(Stored records)

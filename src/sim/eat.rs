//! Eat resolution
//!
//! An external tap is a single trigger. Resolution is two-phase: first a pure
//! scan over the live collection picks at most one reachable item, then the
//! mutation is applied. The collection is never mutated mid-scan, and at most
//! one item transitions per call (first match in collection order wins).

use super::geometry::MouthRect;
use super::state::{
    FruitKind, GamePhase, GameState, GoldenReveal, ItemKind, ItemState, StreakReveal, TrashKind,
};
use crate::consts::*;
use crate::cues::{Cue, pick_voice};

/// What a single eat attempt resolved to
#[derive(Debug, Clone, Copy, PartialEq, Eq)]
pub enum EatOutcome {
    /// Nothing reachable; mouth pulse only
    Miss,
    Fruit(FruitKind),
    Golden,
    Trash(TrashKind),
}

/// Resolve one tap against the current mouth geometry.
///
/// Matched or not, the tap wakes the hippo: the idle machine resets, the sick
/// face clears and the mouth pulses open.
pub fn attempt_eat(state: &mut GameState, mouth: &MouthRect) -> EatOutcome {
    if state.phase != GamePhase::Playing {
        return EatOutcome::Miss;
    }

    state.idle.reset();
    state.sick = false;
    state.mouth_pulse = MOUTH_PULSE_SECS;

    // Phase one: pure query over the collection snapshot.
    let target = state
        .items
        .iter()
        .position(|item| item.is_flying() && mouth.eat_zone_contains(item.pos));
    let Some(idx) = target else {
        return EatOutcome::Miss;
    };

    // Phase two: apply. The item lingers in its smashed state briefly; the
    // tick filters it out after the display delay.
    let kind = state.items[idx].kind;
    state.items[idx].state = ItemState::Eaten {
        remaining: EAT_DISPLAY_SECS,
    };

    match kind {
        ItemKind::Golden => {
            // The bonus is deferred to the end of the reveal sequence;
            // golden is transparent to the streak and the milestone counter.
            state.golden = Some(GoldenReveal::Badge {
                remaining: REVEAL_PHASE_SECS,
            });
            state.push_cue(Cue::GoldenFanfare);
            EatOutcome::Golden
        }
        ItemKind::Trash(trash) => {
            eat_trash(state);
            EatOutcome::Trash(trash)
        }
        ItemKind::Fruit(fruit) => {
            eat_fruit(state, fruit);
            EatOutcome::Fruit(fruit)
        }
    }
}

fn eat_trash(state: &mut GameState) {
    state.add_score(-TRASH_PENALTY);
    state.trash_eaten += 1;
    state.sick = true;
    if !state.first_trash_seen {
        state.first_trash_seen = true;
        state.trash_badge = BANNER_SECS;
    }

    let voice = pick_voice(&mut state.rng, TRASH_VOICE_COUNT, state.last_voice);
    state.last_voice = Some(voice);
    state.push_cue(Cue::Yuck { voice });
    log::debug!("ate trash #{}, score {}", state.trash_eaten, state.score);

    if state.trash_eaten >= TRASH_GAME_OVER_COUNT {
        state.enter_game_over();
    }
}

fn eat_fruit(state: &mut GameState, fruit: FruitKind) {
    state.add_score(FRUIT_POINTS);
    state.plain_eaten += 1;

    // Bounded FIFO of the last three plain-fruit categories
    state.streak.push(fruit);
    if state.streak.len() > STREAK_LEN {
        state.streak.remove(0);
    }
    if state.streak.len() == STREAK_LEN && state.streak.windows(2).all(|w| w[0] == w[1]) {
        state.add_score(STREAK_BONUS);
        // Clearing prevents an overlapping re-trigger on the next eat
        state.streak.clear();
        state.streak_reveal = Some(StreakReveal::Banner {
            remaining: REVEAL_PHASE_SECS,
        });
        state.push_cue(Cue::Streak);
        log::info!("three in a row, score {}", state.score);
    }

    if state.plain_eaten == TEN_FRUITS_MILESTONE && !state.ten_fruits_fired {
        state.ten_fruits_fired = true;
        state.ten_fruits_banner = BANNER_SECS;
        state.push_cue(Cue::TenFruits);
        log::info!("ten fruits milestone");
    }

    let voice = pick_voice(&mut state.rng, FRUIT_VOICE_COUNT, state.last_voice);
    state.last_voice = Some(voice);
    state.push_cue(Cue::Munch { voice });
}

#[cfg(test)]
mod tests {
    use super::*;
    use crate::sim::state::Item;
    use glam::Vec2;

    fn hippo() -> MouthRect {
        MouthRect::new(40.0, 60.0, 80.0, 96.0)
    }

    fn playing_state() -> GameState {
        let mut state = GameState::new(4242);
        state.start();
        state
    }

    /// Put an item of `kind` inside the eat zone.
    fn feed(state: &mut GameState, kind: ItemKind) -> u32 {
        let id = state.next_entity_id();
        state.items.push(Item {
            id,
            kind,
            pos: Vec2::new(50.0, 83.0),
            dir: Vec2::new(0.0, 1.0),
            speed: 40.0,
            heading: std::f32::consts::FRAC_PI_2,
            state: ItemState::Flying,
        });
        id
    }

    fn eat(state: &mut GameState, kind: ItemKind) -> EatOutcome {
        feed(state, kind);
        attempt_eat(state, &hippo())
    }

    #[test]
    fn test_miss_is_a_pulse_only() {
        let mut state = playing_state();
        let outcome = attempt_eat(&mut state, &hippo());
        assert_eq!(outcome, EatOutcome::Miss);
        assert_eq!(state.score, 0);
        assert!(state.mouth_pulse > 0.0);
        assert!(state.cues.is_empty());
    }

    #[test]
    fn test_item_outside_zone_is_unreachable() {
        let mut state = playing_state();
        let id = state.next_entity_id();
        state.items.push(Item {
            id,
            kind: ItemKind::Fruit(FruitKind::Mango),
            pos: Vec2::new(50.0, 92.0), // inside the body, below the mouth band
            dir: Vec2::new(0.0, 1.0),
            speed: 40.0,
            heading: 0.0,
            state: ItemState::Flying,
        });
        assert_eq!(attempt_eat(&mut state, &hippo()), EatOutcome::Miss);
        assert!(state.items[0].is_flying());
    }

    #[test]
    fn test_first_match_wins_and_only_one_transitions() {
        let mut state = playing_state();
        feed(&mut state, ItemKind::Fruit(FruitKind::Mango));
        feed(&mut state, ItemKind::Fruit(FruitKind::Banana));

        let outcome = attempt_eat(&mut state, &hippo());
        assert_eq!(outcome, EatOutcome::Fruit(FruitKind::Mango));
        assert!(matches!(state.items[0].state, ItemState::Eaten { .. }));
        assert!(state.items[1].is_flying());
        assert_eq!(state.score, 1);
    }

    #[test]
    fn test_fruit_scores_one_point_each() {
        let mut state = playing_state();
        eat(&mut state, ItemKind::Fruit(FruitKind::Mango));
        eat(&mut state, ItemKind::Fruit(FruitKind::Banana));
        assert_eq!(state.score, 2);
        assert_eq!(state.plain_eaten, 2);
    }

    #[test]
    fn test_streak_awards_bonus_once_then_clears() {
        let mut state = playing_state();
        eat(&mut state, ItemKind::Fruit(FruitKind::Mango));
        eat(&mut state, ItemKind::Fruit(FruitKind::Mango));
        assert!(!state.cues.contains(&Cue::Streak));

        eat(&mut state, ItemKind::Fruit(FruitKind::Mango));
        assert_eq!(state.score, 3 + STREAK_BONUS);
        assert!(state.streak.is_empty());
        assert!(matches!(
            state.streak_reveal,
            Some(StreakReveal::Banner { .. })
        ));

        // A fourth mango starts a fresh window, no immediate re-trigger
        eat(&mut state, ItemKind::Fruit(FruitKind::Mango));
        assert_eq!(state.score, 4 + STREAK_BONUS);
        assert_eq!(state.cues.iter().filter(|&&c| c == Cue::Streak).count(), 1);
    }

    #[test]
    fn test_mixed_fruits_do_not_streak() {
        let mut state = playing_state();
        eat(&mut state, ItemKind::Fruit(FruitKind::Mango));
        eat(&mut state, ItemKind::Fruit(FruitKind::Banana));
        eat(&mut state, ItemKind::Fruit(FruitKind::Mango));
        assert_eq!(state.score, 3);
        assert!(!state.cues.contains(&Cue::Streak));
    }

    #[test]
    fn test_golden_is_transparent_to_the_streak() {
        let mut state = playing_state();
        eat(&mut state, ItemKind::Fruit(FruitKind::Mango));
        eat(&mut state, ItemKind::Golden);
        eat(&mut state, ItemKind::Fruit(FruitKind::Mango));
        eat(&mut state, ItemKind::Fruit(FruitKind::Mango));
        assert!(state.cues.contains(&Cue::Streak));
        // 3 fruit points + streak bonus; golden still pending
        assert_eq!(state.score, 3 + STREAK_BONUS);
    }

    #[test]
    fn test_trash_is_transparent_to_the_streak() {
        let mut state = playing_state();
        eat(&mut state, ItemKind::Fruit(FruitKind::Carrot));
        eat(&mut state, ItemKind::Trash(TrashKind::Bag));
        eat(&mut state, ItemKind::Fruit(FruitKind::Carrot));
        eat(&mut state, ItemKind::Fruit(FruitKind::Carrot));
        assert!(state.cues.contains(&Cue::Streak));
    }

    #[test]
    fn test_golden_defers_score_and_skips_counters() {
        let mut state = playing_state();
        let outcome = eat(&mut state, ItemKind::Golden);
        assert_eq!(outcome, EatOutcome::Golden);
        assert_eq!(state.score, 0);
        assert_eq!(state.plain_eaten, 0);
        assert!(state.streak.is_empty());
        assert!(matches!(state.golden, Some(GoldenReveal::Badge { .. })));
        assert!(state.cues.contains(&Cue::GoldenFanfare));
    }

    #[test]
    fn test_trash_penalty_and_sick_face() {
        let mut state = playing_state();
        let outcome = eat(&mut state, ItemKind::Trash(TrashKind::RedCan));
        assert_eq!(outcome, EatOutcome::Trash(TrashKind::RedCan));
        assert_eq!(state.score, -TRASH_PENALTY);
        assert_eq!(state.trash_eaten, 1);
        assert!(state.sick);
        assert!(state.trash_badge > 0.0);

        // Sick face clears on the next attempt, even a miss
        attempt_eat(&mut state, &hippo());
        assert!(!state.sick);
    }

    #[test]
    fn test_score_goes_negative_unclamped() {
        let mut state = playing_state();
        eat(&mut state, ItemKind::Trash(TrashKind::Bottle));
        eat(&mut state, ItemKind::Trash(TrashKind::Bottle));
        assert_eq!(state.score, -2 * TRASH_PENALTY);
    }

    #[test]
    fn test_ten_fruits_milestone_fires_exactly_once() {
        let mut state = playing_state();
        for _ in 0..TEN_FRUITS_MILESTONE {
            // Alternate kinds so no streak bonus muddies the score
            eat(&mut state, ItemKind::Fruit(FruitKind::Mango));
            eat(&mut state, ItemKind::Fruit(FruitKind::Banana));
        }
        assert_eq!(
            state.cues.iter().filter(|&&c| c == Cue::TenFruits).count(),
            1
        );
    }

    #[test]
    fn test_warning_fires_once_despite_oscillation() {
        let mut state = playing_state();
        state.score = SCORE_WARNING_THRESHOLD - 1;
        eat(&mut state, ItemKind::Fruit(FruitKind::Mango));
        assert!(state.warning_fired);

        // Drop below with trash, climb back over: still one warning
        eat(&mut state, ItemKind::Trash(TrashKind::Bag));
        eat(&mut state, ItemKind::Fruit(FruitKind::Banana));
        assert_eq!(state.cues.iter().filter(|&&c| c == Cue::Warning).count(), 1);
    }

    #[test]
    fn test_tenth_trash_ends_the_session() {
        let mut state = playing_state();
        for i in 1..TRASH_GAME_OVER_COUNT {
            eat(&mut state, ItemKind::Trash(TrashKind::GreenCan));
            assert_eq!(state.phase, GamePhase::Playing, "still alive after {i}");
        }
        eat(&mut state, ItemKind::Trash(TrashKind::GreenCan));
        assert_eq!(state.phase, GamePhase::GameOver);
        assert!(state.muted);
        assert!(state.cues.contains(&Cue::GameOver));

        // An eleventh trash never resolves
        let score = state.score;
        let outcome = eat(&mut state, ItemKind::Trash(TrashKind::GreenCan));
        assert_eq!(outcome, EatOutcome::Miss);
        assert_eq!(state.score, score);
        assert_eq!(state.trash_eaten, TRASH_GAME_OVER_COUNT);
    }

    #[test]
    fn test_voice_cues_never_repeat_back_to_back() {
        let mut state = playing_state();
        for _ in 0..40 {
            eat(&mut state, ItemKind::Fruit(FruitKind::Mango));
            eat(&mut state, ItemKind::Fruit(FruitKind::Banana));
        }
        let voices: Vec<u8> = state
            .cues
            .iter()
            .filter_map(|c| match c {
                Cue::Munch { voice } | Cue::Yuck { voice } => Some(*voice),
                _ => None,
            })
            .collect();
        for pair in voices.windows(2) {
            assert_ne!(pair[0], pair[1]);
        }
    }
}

*About this task*. Out of the records, collect only those lines that contain the string "Some".

*Answer box*.
    let Some(idx) = target else {
            state.golden = Some(GoldenReveal::Badge {
    state.last_voice = Some(voice);
        state.streak_reveal = Some(StreakReveal::Banner {
    state.last_voice = Some(voice);
            Some(StreakReveal::Banner { .. })
        assert!(matches!(state.golden, Some(GoldenReveal::Badge { .. })));
                Cue::Munch { voice } | Cue::Yuck { voice } => Some(*voice),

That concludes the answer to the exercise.